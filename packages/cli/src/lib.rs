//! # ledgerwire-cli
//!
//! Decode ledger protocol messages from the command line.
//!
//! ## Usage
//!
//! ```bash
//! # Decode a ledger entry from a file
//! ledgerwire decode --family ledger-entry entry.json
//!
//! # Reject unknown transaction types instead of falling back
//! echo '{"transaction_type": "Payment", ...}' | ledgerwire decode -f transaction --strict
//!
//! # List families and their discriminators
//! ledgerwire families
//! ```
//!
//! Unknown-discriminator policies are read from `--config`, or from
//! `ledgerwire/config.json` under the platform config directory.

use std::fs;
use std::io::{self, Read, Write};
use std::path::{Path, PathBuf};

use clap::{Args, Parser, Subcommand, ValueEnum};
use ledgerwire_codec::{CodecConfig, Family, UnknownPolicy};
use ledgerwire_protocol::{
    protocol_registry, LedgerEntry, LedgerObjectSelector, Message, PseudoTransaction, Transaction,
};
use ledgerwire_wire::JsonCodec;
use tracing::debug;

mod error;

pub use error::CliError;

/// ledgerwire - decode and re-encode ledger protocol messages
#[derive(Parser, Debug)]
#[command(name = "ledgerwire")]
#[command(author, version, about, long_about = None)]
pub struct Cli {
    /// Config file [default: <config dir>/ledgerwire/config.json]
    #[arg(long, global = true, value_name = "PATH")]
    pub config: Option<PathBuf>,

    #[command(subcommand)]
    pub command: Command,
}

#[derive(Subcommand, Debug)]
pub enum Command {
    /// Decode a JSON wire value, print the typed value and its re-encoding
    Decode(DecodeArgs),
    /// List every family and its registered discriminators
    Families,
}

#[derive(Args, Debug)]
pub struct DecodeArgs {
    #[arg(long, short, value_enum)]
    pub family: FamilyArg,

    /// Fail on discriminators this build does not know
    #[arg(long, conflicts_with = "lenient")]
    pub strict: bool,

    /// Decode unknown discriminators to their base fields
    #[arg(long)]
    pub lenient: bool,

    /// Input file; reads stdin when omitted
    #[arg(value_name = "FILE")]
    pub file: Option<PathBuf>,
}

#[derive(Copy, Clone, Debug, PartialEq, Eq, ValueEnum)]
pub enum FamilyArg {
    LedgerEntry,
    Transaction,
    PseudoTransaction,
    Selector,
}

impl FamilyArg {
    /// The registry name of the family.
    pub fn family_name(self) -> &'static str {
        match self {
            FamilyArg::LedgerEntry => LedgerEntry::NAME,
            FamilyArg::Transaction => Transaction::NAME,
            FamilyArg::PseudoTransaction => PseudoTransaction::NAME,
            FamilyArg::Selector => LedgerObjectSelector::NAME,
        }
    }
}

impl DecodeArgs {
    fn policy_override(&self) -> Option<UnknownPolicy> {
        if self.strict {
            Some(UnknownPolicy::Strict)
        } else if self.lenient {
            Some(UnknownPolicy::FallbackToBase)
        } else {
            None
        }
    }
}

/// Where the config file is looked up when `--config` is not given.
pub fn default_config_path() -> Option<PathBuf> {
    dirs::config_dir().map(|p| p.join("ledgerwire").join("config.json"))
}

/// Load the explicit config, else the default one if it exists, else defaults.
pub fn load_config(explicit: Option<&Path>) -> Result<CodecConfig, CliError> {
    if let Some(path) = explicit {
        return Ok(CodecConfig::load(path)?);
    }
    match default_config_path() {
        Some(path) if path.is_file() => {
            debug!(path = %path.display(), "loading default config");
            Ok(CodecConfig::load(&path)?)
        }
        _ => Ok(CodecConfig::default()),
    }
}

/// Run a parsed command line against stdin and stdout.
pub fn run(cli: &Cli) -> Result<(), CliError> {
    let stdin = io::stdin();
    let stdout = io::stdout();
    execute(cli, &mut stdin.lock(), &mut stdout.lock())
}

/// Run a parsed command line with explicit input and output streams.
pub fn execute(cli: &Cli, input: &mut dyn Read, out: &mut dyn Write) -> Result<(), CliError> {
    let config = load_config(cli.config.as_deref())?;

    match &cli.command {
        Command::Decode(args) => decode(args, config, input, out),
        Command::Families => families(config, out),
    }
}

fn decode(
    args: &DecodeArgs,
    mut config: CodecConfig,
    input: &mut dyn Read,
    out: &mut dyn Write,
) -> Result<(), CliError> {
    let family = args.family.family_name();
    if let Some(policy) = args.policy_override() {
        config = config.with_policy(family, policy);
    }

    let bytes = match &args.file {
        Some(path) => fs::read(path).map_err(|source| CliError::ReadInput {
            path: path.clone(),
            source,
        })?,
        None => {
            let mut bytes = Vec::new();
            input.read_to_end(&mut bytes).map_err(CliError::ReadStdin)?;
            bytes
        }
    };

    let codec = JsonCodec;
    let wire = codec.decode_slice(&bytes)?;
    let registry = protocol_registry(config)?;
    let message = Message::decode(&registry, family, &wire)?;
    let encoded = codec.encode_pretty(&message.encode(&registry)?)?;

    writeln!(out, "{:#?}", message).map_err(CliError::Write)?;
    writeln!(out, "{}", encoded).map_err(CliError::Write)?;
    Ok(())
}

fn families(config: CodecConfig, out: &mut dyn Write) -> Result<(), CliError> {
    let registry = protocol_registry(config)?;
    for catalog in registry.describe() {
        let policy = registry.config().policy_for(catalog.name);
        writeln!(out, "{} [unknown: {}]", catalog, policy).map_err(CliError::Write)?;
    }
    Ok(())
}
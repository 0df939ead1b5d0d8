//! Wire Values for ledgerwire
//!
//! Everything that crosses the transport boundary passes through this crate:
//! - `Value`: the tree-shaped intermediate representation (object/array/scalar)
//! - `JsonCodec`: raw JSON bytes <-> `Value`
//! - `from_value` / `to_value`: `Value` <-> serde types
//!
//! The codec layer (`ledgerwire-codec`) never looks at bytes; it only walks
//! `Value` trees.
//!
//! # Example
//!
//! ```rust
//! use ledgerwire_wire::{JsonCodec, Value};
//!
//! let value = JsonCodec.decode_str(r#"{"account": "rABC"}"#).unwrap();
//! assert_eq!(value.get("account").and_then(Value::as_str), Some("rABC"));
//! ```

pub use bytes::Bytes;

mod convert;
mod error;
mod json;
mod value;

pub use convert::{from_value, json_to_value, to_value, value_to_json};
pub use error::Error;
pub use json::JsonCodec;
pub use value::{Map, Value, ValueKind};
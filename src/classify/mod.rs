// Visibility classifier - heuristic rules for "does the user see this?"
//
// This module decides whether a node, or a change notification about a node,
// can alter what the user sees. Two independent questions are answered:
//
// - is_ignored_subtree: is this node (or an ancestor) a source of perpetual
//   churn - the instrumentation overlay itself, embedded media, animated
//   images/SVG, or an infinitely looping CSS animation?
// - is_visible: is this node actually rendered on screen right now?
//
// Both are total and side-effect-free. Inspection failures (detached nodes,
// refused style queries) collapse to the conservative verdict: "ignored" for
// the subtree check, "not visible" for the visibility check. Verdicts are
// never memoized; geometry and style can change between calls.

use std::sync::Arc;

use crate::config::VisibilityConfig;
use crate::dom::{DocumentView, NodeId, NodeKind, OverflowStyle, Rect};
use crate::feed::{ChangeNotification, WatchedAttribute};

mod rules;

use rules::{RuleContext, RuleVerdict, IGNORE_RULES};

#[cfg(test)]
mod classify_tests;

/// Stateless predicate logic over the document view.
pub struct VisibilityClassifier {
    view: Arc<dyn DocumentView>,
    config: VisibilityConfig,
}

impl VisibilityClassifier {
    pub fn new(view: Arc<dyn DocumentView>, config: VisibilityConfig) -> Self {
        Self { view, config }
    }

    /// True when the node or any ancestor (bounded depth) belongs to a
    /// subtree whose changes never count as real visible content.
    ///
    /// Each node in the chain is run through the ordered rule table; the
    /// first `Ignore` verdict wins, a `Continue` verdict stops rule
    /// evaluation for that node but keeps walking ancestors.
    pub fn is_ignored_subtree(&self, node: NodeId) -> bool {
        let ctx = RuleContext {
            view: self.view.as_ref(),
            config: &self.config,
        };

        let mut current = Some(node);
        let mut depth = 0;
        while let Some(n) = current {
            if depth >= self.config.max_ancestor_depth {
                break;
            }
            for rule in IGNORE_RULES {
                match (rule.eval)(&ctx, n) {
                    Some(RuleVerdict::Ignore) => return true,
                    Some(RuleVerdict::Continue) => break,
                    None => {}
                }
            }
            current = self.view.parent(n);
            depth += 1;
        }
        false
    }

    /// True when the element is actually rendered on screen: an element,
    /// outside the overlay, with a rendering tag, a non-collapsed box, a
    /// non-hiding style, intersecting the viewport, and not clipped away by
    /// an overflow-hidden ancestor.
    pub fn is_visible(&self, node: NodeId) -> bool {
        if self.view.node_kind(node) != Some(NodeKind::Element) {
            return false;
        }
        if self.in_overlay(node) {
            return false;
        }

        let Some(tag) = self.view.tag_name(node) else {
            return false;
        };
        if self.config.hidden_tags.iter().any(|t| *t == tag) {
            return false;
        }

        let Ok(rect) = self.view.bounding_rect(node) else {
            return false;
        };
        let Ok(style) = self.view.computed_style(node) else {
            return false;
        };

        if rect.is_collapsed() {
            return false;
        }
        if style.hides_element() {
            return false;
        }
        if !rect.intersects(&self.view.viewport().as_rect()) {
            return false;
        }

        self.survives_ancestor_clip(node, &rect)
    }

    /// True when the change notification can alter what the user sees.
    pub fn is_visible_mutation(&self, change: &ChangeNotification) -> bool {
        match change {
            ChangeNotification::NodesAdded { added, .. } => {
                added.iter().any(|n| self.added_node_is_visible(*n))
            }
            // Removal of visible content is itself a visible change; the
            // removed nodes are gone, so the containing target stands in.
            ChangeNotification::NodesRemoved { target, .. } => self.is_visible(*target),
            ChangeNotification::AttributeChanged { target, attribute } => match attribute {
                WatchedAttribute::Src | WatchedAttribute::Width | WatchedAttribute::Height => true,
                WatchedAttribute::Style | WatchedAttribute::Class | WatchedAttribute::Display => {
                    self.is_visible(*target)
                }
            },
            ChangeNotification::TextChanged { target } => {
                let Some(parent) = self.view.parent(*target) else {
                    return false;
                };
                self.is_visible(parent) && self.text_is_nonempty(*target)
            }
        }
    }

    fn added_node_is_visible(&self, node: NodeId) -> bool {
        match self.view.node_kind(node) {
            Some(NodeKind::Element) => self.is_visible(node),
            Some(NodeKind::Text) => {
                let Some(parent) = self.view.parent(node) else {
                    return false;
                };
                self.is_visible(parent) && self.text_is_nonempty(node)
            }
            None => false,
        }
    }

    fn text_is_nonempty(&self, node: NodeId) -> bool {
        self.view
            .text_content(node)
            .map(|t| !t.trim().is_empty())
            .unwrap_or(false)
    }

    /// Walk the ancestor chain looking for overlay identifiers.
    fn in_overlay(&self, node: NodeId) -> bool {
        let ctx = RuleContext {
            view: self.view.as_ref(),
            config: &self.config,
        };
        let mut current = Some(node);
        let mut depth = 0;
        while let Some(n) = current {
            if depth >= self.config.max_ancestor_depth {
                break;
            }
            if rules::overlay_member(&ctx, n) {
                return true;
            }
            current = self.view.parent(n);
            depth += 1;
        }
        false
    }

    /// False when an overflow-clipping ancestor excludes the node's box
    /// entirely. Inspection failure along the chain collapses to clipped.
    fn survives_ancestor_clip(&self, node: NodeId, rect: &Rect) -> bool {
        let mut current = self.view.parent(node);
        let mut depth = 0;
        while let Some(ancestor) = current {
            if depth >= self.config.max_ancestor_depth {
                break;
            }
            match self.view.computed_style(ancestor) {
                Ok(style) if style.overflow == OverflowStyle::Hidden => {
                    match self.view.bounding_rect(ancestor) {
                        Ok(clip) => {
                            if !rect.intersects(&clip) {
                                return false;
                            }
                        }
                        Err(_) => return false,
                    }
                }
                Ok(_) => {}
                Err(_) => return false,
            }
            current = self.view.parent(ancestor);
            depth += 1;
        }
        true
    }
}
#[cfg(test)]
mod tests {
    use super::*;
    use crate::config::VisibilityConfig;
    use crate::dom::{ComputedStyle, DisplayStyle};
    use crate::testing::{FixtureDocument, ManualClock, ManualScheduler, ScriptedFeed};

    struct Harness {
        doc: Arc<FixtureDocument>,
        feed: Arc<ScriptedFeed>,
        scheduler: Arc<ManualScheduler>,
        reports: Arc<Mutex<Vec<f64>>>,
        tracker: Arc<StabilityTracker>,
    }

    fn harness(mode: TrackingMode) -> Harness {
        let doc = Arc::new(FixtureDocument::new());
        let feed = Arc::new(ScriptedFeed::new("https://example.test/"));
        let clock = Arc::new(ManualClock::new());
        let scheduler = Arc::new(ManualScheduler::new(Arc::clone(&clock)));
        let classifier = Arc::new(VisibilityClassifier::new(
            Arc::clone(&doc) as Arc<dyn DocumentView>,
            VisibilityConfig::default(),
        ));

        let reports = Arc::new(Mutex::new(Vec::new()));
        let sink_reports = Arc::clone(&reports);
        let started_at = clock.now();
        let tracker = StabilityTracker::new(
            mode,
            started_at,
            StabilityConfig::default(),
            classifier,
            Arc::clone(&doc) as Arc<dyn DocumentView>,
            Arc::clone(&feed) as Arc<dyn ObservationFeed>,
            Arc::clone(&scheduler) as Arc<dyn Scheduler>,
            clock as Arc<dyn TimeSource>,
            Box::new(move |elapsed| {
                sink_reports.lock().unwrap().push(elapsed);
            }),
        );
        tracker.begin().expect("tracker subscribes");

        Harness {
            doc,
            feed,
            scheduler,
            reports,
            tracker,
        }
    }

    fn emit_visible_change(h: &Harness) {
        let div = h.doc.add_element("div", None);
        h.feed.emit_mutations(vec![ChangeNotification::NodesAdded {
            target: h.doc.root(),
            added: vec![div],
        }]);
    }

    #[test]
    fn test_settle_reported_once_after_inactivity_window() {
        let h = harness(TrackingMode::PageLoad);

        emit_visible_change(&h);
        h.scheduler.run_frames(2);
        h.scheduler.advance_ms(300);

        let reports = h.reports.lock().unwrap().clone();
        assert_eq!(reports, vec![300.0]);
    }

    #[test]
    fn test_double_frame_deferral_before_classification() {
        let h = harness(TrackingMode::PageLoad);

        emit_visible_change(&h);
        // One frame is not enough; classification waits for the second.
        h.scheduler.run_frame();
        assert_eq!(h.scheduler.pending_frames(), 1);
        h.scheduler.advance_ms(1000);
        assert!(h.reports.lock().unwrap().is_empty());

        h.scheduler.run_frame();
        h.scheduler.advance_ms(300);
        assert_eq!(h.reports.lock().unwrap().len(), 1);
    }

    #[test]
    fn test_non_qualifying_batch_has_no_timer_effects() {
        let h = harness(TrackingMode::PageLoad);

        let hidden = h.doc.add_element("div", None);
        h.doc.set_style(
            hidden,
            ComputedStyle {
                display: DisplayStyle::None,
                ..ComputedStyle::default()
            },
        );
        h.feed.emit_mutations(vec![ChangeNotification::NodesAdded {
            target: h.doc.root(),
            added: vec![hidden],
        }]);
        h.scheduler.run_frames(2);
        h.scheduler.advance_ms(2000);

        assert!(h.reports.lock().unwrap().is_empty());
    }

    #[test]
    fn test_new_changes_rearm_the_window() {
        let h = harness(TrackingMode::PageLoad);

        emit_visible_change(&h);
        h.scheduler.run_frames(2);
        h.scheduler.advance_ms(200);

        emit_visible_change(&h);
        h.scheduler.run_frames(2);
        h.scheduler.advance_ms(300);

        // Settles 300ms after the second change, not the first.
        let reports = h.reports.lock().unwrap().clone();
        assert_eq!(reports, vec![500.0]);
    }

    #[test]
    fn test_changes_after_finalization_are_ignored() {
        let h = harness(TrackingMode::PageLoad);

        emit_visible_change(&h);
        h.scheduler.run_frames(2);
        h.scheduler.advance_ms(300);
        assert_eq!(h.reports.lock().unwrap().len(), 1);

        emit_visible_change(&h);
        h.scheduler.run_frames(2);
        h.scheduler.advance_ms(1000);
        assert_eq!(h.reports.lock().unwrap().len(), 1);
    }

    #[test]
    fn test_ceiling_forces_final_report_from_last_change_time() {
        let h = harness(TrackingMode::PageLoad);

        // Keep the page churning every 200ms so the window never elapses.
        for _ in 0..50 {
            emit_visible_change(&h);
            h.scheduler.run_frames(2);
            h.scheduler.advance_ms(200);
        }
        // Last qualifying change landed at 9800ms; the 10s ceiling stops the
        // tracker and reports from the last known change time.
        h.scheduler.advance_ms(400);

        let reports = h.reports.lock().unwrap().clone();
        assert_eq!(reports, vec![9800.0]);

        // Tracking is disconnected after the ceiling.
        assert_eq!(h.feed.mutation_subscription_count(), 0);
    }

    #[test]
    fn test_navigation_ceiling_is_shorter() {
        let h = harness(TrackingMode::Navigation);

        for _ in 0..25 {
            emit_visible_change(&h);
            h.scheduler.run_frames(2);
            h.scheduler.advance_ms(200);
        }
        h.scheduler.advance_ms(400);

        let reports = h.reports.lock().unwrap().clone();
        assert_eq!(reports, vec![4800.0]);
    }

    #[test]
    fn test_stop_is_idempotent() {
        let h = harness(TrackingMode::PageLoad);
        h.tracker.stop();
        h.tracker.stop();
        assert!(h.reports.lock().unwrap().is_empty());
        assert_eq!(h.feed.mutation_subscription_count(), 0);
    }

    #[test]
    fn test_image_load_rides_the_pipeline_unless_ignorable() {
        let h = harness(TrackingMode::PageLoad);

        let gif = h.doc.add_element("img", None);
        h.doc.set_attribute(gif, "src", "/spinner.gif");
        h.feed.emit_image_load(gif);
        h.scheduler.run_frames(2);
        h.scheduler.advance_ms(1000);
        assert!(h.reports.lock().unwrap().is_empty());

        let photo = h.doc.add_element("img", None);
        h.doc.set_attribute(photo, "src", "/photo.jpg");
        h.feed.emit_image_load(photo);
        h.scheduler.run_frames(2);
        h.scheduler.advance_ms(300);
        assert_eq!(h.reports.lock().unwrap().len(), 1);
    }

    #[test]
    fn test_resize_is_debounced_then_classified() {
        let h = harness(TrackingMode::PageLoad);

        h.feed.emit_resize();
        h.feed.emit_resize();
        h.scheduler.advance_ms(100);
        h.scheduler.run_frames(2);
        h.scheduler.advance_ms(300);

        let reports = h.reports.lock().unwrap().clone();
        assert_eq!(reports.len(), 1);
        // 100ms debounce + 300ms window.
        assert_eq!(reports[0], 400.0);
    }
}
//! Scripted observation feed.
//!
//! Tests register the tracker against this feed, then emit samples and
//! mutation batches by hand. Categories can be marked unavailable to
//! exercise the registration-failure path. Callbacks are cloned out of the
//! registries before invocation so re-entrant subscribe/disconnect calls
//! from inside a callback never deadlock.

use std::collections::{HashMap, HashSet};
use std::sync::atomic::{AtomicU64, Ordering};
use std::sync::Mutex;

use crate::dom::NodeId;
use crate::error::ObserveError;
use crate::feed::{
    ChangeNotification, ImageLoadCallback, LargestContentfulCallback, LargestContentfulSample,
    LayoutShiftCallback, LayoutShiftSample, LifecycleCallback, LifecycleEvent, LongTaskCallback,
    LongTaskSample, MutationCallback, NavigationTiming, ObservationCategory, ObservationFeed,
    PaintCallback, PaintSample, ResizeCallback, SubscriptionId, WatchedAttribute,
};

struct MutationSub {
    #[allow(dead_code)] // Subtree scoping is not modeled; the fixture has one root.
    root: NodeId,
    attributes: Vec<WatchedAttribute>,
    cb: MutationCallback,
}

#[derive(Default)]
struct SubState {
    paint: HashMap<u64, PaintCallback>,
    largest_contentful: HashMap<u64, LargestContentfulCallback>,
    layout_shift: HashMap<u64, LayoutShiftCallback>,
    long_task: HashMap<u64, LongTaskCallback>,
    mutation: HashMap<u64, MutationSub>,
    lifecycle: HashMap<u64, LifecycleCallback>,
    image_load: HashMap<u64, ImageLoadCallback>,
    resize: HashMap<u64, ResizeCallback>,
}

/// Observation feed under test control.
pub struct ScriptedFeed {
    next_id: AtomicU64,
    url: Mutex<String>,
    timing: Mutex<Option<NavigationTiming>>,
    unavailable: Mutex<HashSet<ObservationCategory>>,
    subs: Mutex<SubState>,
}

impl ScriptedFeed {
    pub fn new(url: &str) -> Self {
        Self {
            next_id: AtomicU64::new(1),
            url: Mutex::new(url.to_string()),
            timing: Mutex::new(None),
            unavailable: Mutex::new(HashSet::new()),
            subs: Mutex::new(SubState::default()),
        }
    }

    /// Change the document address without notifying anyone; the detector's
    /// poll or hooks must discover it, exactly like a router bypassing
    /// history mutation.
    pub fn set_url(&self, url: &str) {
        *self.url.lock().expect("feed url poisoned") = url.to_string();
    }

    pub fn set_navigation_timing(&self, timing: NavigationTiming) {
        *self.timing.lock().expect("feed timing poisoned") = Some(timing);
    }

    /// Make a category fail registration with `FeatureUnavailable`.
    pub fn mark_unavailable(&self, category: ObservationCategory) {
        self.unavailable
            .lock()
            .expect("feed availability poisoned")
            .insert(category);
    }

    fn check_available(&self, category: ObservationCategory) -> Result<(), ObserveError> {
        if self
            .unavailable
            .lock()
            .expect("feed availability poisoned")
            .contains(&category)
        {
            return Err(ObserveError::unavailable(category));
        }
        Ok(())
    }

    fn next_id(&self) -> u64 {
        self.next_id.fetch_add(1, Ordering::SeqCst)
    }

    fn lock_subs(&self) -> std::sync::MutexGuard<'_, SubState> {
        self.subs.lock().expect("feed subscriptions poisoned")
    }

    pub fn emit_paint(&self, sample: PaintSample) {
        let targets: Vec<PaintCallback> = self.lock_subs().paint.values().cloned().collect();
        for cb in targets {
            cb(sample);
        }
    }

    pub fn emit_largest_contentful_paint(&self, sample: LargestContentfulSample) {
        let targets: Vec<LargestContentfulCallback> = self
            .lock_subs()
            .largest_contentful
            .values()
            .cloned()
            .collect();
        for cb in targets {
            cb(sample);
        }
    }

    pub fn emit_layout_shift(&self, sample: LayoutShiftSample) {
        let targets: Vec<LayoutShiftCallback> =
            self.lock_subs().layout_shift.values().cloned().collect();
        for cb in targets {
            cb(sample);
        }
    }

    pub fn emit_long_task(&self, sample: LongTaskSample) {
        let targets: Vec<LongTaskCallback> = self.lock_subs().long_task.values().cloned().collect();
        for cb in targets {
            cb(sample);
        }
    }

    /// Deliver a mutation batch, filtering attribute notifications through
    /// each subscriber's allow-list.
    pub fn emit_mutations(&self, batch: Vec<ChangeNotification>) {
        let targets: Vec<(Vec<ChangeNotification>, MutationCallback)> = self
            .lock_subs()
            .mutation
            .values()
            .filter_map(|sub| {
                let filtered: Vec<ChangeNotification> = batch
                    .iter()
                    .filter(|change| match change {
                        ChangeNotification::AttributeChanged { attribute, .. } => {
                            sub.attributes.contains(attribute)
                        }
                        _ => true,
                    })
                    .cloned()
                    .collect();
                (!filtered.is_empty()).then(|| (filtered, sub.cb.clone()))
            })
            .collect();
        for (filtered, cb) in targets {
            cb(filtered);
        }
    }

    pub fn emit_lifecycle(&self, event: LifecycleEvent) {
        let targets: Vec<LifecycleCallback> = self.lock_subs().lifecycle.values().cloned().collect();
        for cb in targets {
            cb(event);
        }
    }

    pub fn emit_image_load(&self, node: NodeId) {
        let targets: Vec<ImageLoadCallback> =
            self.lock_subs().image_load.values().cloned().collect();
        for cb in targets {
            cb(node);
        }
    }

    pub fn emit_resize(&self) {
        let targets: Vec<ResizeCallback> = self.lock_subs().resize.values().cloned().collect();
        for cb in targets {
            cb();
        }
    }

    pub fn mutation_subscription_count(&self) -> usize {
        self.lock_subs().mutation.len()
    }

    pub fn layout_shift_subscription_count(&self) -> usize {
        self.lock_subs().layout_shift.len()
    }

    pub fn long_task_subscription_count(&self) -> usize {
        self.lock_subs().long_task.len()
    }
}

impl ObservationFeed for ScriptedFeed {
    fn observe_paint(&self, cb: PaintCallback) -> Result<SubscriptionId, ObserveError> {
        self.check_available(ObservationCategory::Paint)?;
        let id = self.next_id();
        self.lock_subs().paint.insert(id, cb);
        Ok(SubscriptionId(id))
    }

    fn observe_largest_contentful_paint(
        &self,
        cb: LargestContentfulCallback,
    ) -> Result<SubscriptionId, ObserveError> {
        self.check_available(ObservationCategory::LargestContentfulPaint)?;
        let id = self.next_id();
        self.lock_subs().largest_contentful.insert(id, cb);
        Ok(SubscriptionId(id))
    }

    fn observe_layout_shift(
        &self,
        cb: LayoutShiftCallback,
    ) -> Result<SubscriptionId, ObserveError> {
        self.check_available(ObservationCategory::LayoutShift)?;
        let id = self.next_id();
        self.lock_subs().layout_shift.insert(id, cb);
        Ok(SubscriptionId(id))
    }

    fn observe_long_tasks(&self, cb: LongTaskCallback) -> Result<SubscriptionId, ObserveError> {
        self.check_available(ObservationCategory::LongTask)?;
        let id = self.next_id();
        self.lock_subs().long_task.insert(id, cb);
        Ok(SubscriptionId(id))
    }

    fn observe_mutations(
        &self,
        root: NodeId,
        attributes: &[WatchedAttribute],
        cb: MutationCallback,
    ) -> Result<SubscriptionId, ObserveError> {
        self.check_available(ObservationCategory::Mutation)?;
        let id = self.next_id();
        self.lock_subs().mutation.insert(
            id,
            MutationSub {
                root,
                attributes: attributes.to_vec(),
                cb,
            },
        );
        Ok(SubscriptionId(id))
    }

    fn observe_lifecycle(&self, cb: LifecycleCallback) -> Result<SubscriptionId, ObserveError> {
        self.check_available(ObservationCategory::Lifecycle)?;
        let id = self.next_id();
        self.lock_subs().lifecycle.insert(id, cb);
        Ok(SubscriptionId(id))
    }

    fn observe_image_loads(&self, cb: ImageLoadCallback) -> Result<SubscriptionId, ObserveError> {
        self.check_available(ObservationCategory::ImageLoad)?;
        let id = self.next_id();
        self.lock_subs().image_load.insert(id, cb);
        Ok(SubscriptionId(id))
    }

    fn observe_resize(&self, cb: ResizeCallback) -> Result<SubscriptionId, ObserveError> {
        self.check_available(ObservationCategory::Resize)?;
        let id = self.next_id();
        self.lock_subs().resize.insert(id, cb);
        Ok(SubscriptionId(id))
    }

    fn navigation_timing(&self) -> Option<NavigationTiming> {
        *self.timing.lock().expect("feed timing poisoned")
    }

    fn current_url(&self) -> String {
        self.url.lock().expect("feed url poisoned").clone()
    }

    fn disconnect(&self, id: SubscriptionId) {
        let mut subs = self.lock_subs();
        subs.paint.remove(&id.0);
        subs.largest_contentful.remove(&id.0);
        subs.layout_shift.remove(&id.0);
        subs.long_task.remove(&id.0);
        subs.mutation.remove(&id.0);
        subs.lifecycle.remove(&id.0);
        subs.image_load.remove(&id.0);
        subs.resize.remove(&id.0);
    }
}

────

**Aim of the task:** Reproduce the entries exactly, starting at their first line and stopping after the line with "Unknown-discriminator policies are".

**Expected answer:**
filename packages/cli/src/lib.rs
//! # ledgerwire-cli
//!
//! Decode ledger protocol messages from the command line.
//!
//! ## Usage
//!
//! ```bash
//! # Decode a ledger entry from a file
//! ledgerwire decode --family ledger-entry entry.json
//!
//! # Reject unknown transaction types instead of falling back
//! echo '{"transaction_type": "Payment", ...}' | ledgerwire decode -f transaction --strict
//!
//! # List families and their discriminators
//! ledgerwire families
//! ```
//!
//! Unknown-discriminator policies are read from `--config`, or from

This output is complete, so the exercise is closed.